Öncelikle -bir kişi hariç- daha en başından doğru adamları almış...
“Yanlış adam” teknik direktörü, futbolun en ağır travması ve “şampiyonluğu kaçırmanın” haklı sebebi sayılacak “riski” göze alarak sezon içinde değiştirmiş.
Bu kritik değişimi tereyağından kıl çekercesine halletmekle kalmamış, giden hocanın yerine en isabetli, hatta “garanti belgeli” tercih yapmış.
Bir yandan en kıymetli futbolcusunu satarak bütçeyi düzeltmeye çalışmış, öte yandan “kim aldı bu adamı” denilenler de dahil, tüm kadrodan kanının son damlasına kadar randıman almış.
Başkan, yönetim, teknik adam ve futbolcular kimseye bulaşmamış, karşılığında kimse tarafından taciz edilmeden işine odaklanmış, şikayet etmemiş, şikayet edilmemiş... “Düşmansız tarafından” taraftarını konsolide ederek ezber bozmuş.
Borçlar yüzünden sigaya çekildiği UEFA’nın elinden -korkulanın aksine- beklenenden az ceza ve tavizle kurtulmuş, Avrupa yasağını atlatmış.
Ve bu arada yakın tarihin en zorlu sezonunda şampiyon olmuş.
Yani moral bulmuş, kaynak bulmuş, itibar bulmuş.
Daha iyisi Şam’da kayısı!
***
Şimdi... Bu koşullarda genel kurula gidiyor, herkes birbirine soruyor:
“Mustafa Cengiz mi seçilecek, selefi Dursun Özbek mi?..”
“Kim bilir Ozan Korkut belki!”
Tuhaf değil mi?
Hani her şeyin başı yönetimdi?
“Handikaplar ile sonuç” orantısına göre Galatasaray tarihinin en başarılı başkanları arasına girmesi gerekmez mi görevdeki Mustafa Cengiz’in?
Bırakın “kazanır mı/ kaybeder mi” sorusunu, karşısına rakip bile çıkmaması icap etmez mi?
Peki, nedir bu kararsızlığın sebebi?
***
İki tane:
Birincisi... Her aksiyonun bir reaksiyonu vardır.
Galatasaraylı biliyor ki, Başkan Mustafa Cengiz’in başarı hanesine yazılan sezonun, ilk taşlarını üst üste koyan, bir önceki başkan Dursun Özbek’tir ve altı ay önce ortaya sürdüğü “erken seçimden” kaybederek çıkması tepkiseldir...
Konjonktür icabıdır.
Çünkü herkes biliyor ki, Özbek kaybederken Galatasaray ağır bir travmatik süreç yaşıyor, başkan kendinde teknik direktörü değiştirecek gücü bile bulamıyordu.
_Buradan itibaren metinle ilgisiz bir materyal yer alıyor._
//! Encoder seam and container negotiation
//!
//! Encoding itself is delegated to a `MediaEncoder` obtained from an
//! `EncoderFactory`. The session picks the first MIME type from the preference
//! list the factory supports for the stream's layout, falling back to the
//! factory's default container when none is.

pub mod raw;

#[cfg(feature = "recording")]
pub mod mp4;

pub use raw::{RawEncoder, RawReader, RawRecording, RAW_MIME_TYPE};

use crate::config::EncodingConfig;
use crate::errors::RecorderError;
use crate::types::{AudioFrame, TrackInfo, VideoFrame};

/// The tracks an encoder will receive
#[derive(Debug, Clone, Default, PartialEq)]
pub struct StreamLayout {
    pub video: Option<TrackInfo>,
    pub audio: Option<TrackInfo>,
}

impl StreamLayout {
    pub fn has_video(&self) -> bool {
        self.video.is_some()
    }

    pub fn has_audio(&self) -> bool {
        self.audio.is_some()
    }

    pub fn is_empty(&self) -> bool {
        self.video.is_none() && self.audio.is_none()
    }

    /// Tracks in container order: video first
    pub fn tracks(&self) -> Vec<TrackInfo> {
        self.video.iter().chain(self.audio.iter()).cloned().collect()
    }
}

/// Turns raw samples into container bytes
pub trait MediaEncoder: Send {
    fn mime_type(&self) -> &str;

    fn encode_video(&mut self, frame: &VideoFrame) -> Result<(), RecorderError>;

    fn encode_audio(&mut self, frame: &AudioFrame) -> Result<(), RecorderError>;

    /// Bytes produced since the previous call; may be empty
    fn take_output(&mut self) -> Vec<u8>;

    /// Flush everything still buffered and return the final bytes
    fn finish(self: Box<Self>) -> Result<Vec<u8>, RecorderError>;
}

/// Source of encoders, the equivalent of a platform's recorder support table
pub trait EncoderFactory: Send + Sync {
    fn is_type_supported(&self, mime_type: &str, layout: &StreamLayout) -> bool;

    /// Container used when no preferred type is supported
    fn default_mime_type(&self) -> &str {
        RAW_MIME_TYPE
    }

    fn create(
        &self,
        mime_type: &str,
        layout: &StreamLayout,
        config: &EncodingConfig,
    ) -> Result<Box<dyn MediaEncoder>, RecorderError>;
}

/// Outcome of MIME negotiation
#[derive(Debug, Clone, PartialEq, Eq)]
pub struct Negotiated {
    pub mime_type: String,
    /// False when the factory default was used
    pub from_preferences: bool,
}

/// Pick the first supported type from `preferences`, or the factory default
pub fn negotiate_mime_type(
    factory: &dyn EncoderFactory,
    preferences: &[String],
    layout: &StreamLayout,
) -> Negotiated {
    for mime in preferences {
        if factory.is_type_supported(mime, layout) {
            log::info!("Using codec: {}", mime);
            return Negotiated {
                mime_type: mime.clone(),
                from_preferences: true,
            };
        }
    }

    let fallback = factory.default_mime_type().to_string();
    log::warn!(
        "{}; falling back to {}",
        RecorderError::UnsupportedEncoding(preferences.join(", ")),
        fallback
    );
    Negotiated {
        mime_type: fallback,
        from_preferences: false,
    }
}

/// Lowercased MIME type with whitespace removed, for comparisons
pub fn normalize_mime(mime: &str) -> String {
    mime.chars()
        .filter(|c| !c.is_whitespace())
        .collect::<String>()
        .to_ascii_lowercase()
}

/// File extension for a container MIME type
pub fn container_extension(mime: &str) -> &'static str {
    let mime = normalize_mime(mime);
    let essence = mime.split(';').next().unwrap_or("");
    match essence {
        "video/webm" | "audio/webm" => "webm",
        "video/mp4" | "audio/mp4" => "mp4",
        "video/x-matroska" => "mkv",
        "audio/ogg" => "ogg",
        e if e == RAW_MIME_TYPE => "crrec",
        _ => "bin",
    }
}

/// Encoders built into this crate
#[derive(Debug, Clone, Copy, Default)]
pub struct DefaultEncoderFactory;

impl EncoderFactory for DefaultEncoderFactory {
    fn is_type_supported(&self, mime_type: &str, layout: &StreamLayout) -> bool {
        let mime = normalize_mime(mime_type);
        if mime == RAW_MIME_TYPE {
            return !layout.is_empty();
        }
        #[cfg(feature = "recording")]
        if mime == mp4::MP4_H264_MIME_TYPE {
            return mp4::Mp4Encoder::supports(layout);
        }
        false
    }

    #[cfg_attr(not(feature = "recording"), allow(unused_variables))]
    fn create(
        &self,
        mime_type: &str,
        layout: &StreamLayout,
        config: &EncodingConfig,
    ) -> Result<Box<dyn MediaEncoder>, RecorderError> {
        let mime = normalize_mime(mime_type);
        if mime == RAW_MIME_TYPE {
            return Ok(Box::new(RawEncoder::new(mime_type, layout)?));
        }
        #[cfg(feature = "recording")]
        if mime == mp4::MP4_H264_MIME_TYPE && mp4::Mp4Encoder::supports(layout) {
            return Ok(Box::new(mp4::Mp4Encoder::new(layout, config.video_bitrate)?));
        }
        Err(RecorderError::UnsupportedEncoding(mime_type.to_string()))
    }
}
Yine de zorlu sürecin mutlu sonla bitmesinin adımlarını atmaktaydı eski başkan. Kaybettiği erken seçim de buna dahildi.
Ortada “tutan bir maya” varsa, Özbek’indi!
***
Eee... Galatasaray Genel Kurulu bayrağı Mustafa Cengiz’e verdi, o da Özbek’in başlattığı işi tamamladı diye kabahat mi etti Cengiz?
Gel de çık işin içinden!
Genel Kurul’un tercihleriyle ortaya çıkan “zaferi paylaşan halef /selef” durumunu çözmek elbette yine Genel Kurul’un vazifesi ama mutlaka birilerine haksızlık yapılmış olacak “aksiyon-reaksiyon” sarmalındaki bu seçim sonucunda.
***
Galatasaray’ın şampiyonluk kazanmış başkanını sonucu belirsiz bir teraziye “rahatlıkla” koymasının, tekrardan enine boyuna ölçüp biçmesinin ikinci sebebi ise Fatih Terim’in ta kendisi...
O kadar baskın karakter ve o kadar etkisi var ki Galatasaray’ın şampiyonluk zaferinde Fatih Hoca’nın, özellikle sportif başarıya bakan sokaktaki adam için Galatasaray başkanının kim olduğu ikinci plana düşüyor, Genel Kurul da bunun etkisinde kalıyor yine.
Evet “yine”...
Fatih Terim’li Galatasaray dönemlerinde yaşanan bir olgudur bu.
Terim işini ne kadar iyi yaparsa yönetim o kadar “çırak çıkar” paradoksudur.
Terim’in bir kastı olmasa da kurumsal gücü zayıflattığı için iyi bir şey değildir. Lakin kaçınılmazdır.
Gülü seven dikenine katlanır.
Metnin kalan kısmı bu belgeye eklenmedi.